Не осуждайте своих родителей на́ смерть раньше (ваших) сорока лет. А тогда – рука не подымется!
2010
Что там увидела Алиса
(Алиса Порет)
1
В одной знаменитой сказке время делится на жизнь до и жизнь после. «До» дети (королевские, конечно) ходили в школу со звездой на груди и саблей на боку, а писали они на золотых досках алмазными грифелями и отлично умели читать по книжке и наизусть. Сразу было видно, что они настоящие принцы! Их сестра в это время сидела на скамеечке и рассматривала книжку с картинками, за которую было заплачено полкоролевства. «После», конечно, уже ни звезд, ни картинок; напомню вкратце, что было дальше с этими детьми: в переводе со сказочного – утрата человеческого облика, ссылка, эмиграция, тяжкий и мучительный труд, судебный процесс, казнь. И чудесное спасение, конечно, куда же без него.

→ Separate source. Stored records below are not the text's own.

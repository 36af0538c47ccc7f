//! Common test utilities for backoffice-authz
//!
//! - Session and identity fixtures
//! - Sample configuration with hashed passwords
//! - Custom assertions

pub mod assertions;
pub mod fixtures;

pub use fixtures::{SessionFactory, sample_config_yaml};

use backoffice_authz::RoleSet;

/// Every subset of the four roles, empty set included
pub fn all_role_subsets() -> Vec<RoleSet> {
    use backoffice_authz::Role;

    (0u8..1 << Role::COUNT)
        .map(|mask| {
            Role::ALL
                .iter()
                .filter(|role| mask & (1 << role.index()) != 0)
                .copied()
                .collect()
        })
        .collect()
}
//! Error handling for the authorization core
//!
//! Errors only surface from configuration, parsing, credential checks and
//! password hashing. A denied access check is a normal outcome, not an error.

mod helpers;
mod types;

pub use types::{AuthzError, Result};
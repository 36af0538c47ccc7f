//! Authorization core
//!
//! - **rbac**: role-permission matrix and permission resolution
//! - **guard**: access requirements and allow/deny decisions
//! - **session**: session lifecycle and identity providers

pub mod guard;
pub mod rbac;
pub mod session;

// Re-export commonly used types
pub use guard::{AccessRequirement, Guard, GuardSpec, authorize};
pub use rbac::{Action, EffectivePermissions, Resource, Role, RoleSet, resolve_permissions};
pub use session::{Identity, SessionSnapshot, SessionStore};
//! Route configuration

use crate::auth::guard::GuardSpec;
use serde::{Deserialize, Serialize};
use std::collections::HashSet;

/// A protected path and the guard wrapped around it
///
/// The guard fields sit directly on the route entry:
///
/// ```yaml
/// routes:
///   - path: /orders
///     permissions: { resource: orders, action: read }
///   - path: /settings
///     allowed_roles: [ADMIN]
///     redirect: /dashboard
/// ```
#[derive(Debug, Clone, PartialEq, Serialize, Deserialize)]
pub struct RouteConfig {
    /// Path prefix the guard applies to
    pub path: String,
    /// Access requirement
    #[serde(flatten)]
    pub guard: GuardSpec,
    /// Redirect target on denial, overriding `guard.unauthorized_redirect`
    #[serde(default)]
    pub redirect: Option<String>,
}

/// Validate the configured route list
///
/// Returns the paths whose guards declare more than one requirement so the
/// caller can warn or reject depending on strictness.
pub fn validate_routes(routes: &[RouteConfig]) -> Result<Vec<String>, String> {
    let mut seen = HashSet::new();
    let mut ambiguous = Vec::new();

    for route in routes {
        if !route.path.starts_with('/') {
            return Err(format!("route path must start with '/', got '{}'", route.path));
        }

        if !seen.insert(route.path.trim_end_matches('/').to_string()) {
            return Err(format!("Duplicate route path: {}", route.path));
        }

        if let Some(redirect) = &route.redirect {
            if !redirect.starts_with('/') {
                return Err(format!(
                    "redirect for {} must be an absolute path, got '{}'",
                    route.path, redirect
                ));
            }
        }

        if route.guard.variant_count() > 1 {
            ambiguous.push(route.path.clone());
        }
    }

    Ok(ambiguous)
}
//! Static role-permission matrix
//!
//! One boolean per (role, resource, action). The table is a fixed-size array
//! indexed by the enums, so adding a role, resource or action without filling
//! in its grants fails to compile.

use super::resolver::EffectivePermissions;
use super::types::{Action, Resource, Role};

type Grants = [bool; Action::COUNT];

const CRUD: Grants = [true, true, true, true];
const READ: Grants = [true, false, false, false];
const READ_UPDATE: Grants = [true, false, true, false];
const READ_CREATE_UPDATE: Grants = [true, true, true, false];
const NONE: Grants = [false, false, false, false];

// Columns follow `Resource::ALL`:
// users, products, categories, brands, orders, settings, locations, shipping
static ROWS: [EffectivePermissions; Role::COUNT] = [
    // ADMIN
    EffectivePermissions::from_table([CRUD, CRUD, CRUD, CRUD, CRUD, CRUD, CRUD, CRUD]),
    // EDITOR
    EffectivePermissions::from_table([NONE, CRUD, CRUD, CRUD, READ, NONE, READ, READ]),
    // SALES
    EffectivePermissions::from_table([
        NONE,
        READ,
        READ,
        READ,
        READ_CREATE_UPDATE,
        NONE,
        READ,
        READ_CREATE_UPDATE,
    ]),
    // SHIPPER
    EffectivePermissions::from_table([NONE, READ, NONE, NONE, READ_UPDATE, NONE, NONE, READ]),
];

/// Build-time grant table for every back-office role
#[derive(Debug, Clone, Copy, Default)]
pub struct PermissionMatrix;

impl PermissionMatrix {
    /// Grants held by a single role
    pub fn row(role: Role) -> &'static EffectivePermissions {
        &ROWS[role.index()]
    }

    /// Whether `role` alone grants `action` on `resource`
    pub fn grant(role: Role, resource: Resource, action: Action) -> bool {
        Self::row(role).allows(resource, action)
    }
}
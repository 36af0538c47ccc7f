//! Session type definitions

use crate::auth::rbac::RoleSet;
use chrono::{DateTime, Utc};
use serde::{Deserialize, Serialize};
use std::fmt;
use uuid::Uuid;

static NO_ROLES: RoleSet = RoleSet::new();

/// Where the session is in its lifecycle
#[derive(Debug, Clone, Copy, PartialEq, Eq, Serialize, Deserialize)]
#[serde(rename_all = "snake_case")]
pub enum SessionStatus {
    /// No identity; the initial state and the state after any session ends
    Unauthenticated,
    /// Credentials are being checked by the identity provider
    Authenticating,
    /// Identity verified and roles populated
    Authenticated,
}

/// Why the previous session ended
#[derive(Debug, Clone, Copy, PartialEq, Eq, Serialize, Deserialize)]
#[serde(rename_all = "snake_case")]
pub enum SessionEnd {
    /// Inactivity timeout elapsed
    Expired,
    /// Explicit logout
    LoggedOut,
}

/// Verified identity of a staff user
#[derive(Debug, Clone, PartialEq, Eq, Serialize, Deserialize)]
pub struct Identity {
    /// User ID
    pub user_id: Uuid,
    /// Login email
    pub email: String,
    /// Name shown in the header bar
    pub display_name: String,
    /// Roles granted to the user
    pub roles: RoleSet,
}

impl Identity {
    pub fn new(email: impl Into<String>, display_name: impl Into<String>, roles: RoleSet) -> Self {
        Self {
            user_id: Uuid::new_v4(),
            email: email.into(),
            display_name: display_name.into(),
            roles,
        }
    }
}

/// Login credentials handed to an identity provider
#[derive(Clone, Deserialize)]
pub struct Credentials {
    pub email: String,
    pub password: String,
}

impl Credentials {
    pub fn new(email: impl Into<String>, password: impl Into<String>) -> Self {
        Self {
            email: email.into(),
            password: password.into(),
        }
    }
}

impl fmt::Debug for Credentials {
    fn fmt(&self, f: &mut fmt::Formatter<'_>) -> fmt::Result {
        f.debug_struct("Credentials")
            .field("email", &self.email)
            .field("password", &"[REDACTED]")
            .finish()
    }
}

/// Immutable view of the session at one point in time
///
/// Snapshots are never mutated; every transition produces a new one.
#[derive(Debug, Clone, PartialEq, Serialize)]
pub struct SessionSnapshot {
    session_id: Option<Uuid>,
    status: SessionStatus,
    identity: Option<Identity>,
    last_activity: Option<DateTime<Utc>>,
    ended: Option<SessionEnd>,
}

impl SessionSnapshot {
    /// Initial state: nobody signed in
    pub fn unauthenticated() -> Self {
        Self {
            session_id: None,
            status: SessionStatus::Unauthenticated,
            identity: None,
            last_activity: None,
            ended: None,
        }
    }

    /// Credentials submitted, not yet verified
    pub fn authenticating() -> Self {
        Self {
            status: SessionStatus::Authenticating,
            ..Self::unauthenticated()
        }
    }

    /// Verified session for `identity`, active as of `now`
    pub fn authenticated(identity: Identity, now: DateTime<Utc>) -> Self {
        Self {
            session_id: Some(Uuid::new_v4()),
            status: SessionStatus::Authenticated,
            identity: Some(identity),
            last_activity: Some(now),
            ended: None,
        }
    }

    /// Back to unauthenticated, remembering why the last session ended
    pub fn ended(reason: SessionEnd) -> Self {
        Self {
            ended: Some(reason),
            ..Self::unauthenticated()
        }
    }

    pub(crate) fn with_activity(&self, now: DateTime<Utc>) -> Self {
        Self {
            last_activity: Some(now),
            ..self.clone()
        }
    }

    pub fn session_id(&self) -> Option<Uuid> {
        self.session_id
    }

    pub fn status(&self) -> SessionStatus {
        self.status
    }

    pub fn identity(&self) -> Option<&Identity> {
        self.identity.as_ref()
    }

    pub fn last_activity(&self) -> Option<DateTime<Utc>> {
        self.last_activity
    }

    pub fn ended_by(&self) -> Option<SessionEnd> {
        self.ended
    }

    pub fn is_authenticated(&self) -> bool {
        self.status == SessionStatus::Authenticated
    }

    /// Roles that count for authorization
    ///
    /// Only an authenticated session contributes roles. Unauthenticated and
    /// authenticating sessions evaluate with the empty set.
    pub fn roles(&self) -> &RoleSet {
        match (&self.status, &self.identity) {
            (SessionStatus::Authenticated, Some(identity)) => &identity.roles,
            _ => &NO_ROLES,
        }
    }

    /// Whether the inactivity timeout has elapsed at `now`
    pub fn is_idle_at(&self, now: DateTime<Utc>, timeout: chrono::Duration) -> bool {
        match self.last_activity {
            Some(last) if self.is_authenticated() => now - last >= timeout,
            _ => false,
        }
    }
}

impl Default for SessionSnapshot {
    fn default() -> Self {
        Self::unauthenticated()
    }
}
//! Custom test assertions

use backoffice_authz::{Action, EffectivePermissions, Resource};

/// Assertions for resolved permission sets
pub trait PermissionAssertions {
    /// Assert every listed grant is present
    fn assert_grants(&self, grants: &[(Resource, Action)]);

    /// Assert every listed grant is absent
    fn assert_denies(&self, grants: &[(Resource, Action)]);
}

impl PermissionAssertions for EffectivePermissions {
    fn assert_grants(&self, grants: &[(Resource, Action)]) {
        for (resource, action) in grants {
            assert!(
                self.allows(*resource, *action),
                "Expected {}.{} to be granted",
                resource,
                action
            );
        }
    }

    fn assert_denies(&self, grants: &[(Resource, Action)]) {
        for (resource, action) in grants {
            assert!(
                !self.allows(*resource, *action),
                "Expected {}.{} to be denied",
                resource,
                action
            );
        }
    }
}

Рожденные вокруг условного рубежа веков, в 1899-м, как Набоков, в 1905-м, как Хармс, или в 1902-м, как Алиса Порет, меньше всего похожи на семью. Но многие из тех, кто не успел по малолетству присягнуть четвертому сословью и почувствовать себя перед ним в долгу, рассказывали свою историю именно так, с применением «до» и «после». Словно прививка вины, неизбежная для русского интеллигента, не была сделана вовремя, зато все, что осталось в памяти от жизни в старом мире, было так или иначе утрачено или искажено – а нуждалось в том, чтобы устоять и сохраниться. «Изолировать, но сохранить»: так, словами сталинской резолюции на первом деле Мандельштама, можно описать отношение к прошлому людей, для которых оно не могло стать прямой дорогой в будущее – зато оставалось чем-то вроде недвижимого, неотчуждаемого имущества, чем-то вроде последнего прибежища. Так пишет о своем детстве Набоков; так, в другой стране, изнутри другой катастрофы, в мельчайших подробностях вспоминает детство обреченная героиня зебальдовских «Эмигрантов»; так оглядывается на корешки семейной библиотеки вагиновский Неизвестный поэт. В конце шестидесятых так поступает Алиса Порет, художница, автор первых и классических иллюстраций к русскому «Винни-Пуху», ученица Филонова и Петрова-Водкина, но главным образом – друг своих друзей и современница своих современников: хорошая знакомая Введенского и Олейникова, Юдиной и Соллертинского, красавица Алиса, именем которой заполнены поздние записные книжки Хармса. Об этих людях она вспоминает наспех, в жанре «замечательные чудаки и оригиналы»; но ее мемуары начинаются так: «Пришло время записывать про детство».
2
Пришло время записывать про детство. Я делаю это очень охотно – у меня нет ни одного неприятного воспоминания и только большая благодарность моим родителям за отличное, умное и спокойное воспитание, данное мне и брату. Отличные, умные и спокойные – как и все, что она делала, – рукописные тетради Алисы Порет с любовью и тщанием подготовило к изданию маленькое московское издательство «Барбарис». Порет мыслила свою жизнь как жизнь художника (и ее детские воспоминания полны карандашей и рассуждений о красивом и некрасивом), но полвека спустя акценты расставляются иначе: и то, как рассказчица обращается с прошлым, этому только помогает.